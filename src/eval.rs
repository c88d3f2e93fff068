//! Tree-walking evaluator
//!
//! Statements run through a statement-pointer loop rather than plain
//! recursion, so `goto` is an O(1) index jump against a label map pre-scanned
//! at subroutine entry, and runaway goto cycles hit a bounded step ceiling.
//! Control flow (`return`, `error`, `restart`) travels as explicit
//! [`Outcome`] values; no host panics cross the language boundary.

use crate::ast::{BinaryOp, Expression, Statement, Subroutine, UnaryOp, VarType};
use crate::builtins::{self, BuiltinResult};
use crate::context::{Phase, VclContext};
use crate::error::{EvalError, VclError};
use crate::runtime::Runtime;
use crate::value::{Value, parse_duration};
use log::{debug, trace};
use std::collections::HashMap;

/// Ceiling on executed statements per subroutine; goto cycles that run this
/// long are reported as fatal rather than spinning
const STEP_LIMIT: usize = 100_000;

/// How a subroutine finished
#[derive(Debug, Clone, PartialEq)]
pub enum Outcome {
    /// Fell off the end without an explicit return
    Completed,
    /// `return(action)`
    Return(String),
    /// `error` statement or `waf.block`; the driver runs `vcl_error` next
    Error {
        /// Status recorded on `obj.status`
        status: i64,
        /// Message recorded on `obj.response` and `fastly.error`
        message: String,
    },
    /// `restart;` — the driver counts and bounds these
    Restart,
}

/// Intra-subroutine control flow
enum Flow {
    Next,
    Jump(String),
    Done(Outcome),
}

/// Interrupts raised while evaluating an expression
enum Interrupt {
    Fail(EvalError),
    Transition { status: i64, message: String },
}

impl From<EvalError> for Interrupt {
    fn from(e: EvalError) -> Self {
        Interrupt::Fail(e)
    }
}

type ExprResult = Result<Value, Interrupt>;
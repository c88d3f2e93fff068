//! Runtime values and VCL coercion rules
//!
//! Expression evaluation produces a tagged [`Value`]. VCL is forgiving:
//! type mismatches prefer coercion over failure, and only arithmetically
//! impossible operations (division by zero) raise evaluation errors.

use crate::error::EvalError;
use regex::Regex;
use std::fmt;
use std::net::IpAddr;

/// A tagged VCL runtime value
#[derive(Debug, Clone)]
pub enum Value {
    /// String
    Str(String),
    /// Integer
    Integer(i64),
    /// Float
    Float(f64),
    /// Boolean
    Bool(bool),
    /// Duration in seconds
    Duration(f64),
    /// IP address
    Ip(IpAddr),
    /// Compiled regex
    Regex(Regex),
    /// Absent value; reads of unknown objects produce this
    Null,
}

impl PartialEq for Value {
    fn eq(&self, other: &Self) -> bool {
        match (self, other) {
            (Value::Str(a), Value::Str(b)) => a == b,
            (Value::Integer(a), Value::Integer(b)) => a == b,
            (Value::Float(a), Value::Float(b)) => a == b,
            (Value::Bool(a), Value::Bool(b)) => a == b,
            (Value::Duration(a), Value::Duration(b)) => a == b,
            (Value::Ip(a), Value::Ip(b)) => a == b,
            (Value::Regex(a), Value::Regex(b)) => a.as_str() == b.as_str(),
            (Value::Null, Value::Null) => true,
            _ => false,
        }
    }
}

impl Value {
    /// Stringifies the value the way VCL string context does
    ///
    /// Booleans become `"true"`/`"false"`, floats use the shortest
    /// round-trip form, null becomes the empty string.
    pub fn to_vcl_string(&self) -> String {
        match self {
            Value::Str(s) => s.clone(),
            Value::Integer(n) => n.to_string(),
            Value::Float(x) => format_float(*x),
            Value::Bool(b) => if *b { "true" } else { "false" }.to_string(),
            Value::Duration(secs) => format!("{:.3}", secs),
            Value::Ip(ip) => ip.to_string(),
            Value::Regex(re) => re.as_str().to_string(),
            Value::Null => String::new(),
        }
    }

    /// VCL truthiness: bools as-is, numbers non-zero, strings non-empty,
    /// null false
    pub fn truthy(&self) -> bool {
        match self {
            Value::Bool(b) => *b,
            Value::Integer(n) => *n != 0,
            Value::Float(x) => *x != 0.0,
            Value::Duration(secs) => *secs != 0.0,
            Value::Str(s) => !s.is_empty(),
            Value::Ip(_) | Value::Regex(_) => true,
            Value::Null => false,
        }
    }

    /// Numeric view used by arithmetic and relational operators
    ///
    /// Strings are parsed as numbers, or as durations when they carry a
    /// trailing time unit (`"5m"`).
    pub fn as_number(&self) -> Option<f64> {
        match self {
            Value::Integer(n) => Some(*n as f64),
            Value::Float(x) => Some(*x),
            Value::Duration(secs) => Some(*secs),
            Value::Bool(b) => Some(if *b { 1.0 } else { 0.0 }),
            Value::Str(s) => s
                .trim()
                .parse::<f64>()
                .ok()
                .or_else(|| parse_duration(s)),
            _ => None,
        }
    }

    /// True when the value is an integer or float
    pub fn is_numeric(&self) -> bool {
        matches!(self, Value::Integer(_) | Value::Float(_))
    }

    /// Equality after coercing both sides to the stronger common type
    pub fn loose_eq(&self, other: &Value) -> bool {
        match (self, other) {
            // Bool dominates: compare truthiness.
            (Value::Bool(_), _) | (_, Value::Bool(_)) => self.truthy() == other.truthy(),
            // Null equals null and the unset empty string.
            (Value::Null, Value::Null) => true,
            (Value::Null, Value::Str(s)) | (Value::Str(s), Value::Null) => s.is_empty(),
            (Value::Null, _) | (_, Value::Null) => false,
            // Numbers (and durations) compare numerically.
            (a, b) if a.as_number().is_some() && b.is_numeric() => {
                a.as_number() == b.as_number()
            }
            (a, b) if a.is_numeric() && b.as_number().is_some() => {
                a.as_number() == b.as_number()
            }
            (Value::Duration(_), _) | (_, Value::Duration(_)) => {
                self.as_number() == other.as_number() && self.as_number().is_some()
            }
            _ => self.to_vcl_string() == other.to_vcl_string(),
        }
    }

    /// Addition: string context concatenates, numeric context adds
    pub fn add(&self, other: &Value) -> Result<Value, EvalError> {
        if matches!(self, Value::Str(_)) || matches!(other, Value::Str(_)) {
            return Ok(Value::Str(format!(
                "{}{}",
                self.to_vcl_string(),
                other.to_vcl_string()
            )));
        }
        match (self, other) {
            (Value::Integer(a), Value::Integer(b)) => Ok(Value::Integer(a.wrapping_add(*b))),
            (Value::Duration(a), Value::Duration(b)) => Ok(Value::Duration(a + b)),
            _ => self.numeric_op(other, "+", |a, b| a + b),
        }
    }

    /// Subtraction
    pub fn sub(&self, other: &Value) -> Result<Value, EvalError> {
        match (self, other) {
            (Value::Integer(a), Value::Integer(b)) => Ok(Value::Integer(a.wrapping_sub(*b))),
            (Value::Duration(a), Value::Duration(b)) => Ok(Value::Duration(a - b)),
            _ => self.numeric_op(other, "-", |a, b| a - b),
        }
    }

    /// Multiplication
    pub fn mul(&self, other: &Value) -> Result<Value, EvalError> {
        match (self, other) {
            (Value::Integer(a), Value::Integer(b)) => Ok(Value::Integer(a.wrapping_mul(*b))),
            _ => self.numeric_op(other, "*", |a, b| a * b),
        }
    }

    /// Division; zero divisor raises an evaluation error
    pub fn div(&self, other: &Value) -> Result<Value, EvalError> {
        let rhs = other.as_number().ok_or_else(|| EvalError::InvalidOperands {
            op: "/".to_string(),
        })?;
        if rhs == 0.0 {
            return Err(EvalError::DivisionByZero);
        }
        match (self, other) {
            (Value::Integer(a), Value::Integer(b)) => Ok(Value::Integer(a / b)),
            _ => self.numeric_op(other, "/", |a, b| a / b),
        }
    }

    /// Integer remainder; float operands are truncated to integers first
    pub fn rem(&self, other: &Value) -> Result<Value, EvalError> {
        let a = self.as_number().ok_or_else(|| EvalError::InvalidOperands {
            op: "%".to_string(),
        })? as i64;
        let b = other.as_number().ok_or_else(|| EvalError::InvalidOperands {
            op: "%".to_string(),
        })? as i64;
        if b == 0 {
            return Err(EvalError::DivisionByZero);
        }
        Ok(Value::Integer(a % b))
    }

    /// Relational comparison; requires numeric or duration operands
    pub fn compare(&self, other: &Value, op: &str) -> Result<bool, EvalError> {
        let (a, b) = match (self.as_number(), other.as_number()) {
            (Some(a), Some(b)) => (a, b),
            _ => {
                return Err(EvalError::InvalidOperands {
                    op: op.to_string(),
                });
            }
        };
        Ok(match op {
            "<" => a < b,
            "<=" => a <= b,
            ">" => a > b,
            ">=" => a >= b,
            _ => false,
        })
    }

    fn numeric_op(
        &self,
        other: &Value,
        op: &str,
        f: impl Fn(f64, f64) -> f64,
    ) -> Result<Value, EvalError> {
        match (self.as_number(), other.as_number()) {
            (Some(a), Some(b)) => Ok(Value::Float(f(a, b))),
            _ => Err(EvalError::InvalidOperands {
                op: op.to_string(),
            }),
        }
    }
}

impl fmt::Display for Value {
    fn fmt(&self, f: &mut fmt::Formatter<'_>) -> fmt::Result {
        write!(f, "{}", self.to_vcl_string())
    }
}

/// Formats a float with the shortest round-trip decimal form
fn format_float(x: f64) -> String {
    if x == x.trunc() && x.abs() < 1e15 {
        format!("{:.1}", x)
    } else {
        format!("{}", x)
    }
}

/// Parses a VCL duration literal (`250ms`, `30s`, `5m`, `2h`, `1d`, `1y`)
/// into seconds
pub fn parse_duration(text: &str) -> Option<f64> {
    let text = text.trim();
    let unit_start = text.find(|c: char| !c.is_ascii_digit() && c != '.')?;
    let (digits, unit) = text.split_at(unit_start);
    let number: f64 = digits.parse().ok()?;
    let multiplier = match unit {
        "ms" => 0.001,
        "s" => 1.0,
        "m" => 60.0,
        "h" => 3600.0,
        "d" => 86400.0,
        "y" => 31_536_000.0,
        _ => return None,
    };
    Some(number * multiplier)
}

• [AIM OF THE EXERCISE]
Could you copy out every line in the listing where the word "cycles" appears?

• [RESPONSE AREA]
//! at subroutine entry, and runaway goto cycles hit a bounded step ceiling.
/// Ceiling on executed statements per subroutine; goto cycles that run this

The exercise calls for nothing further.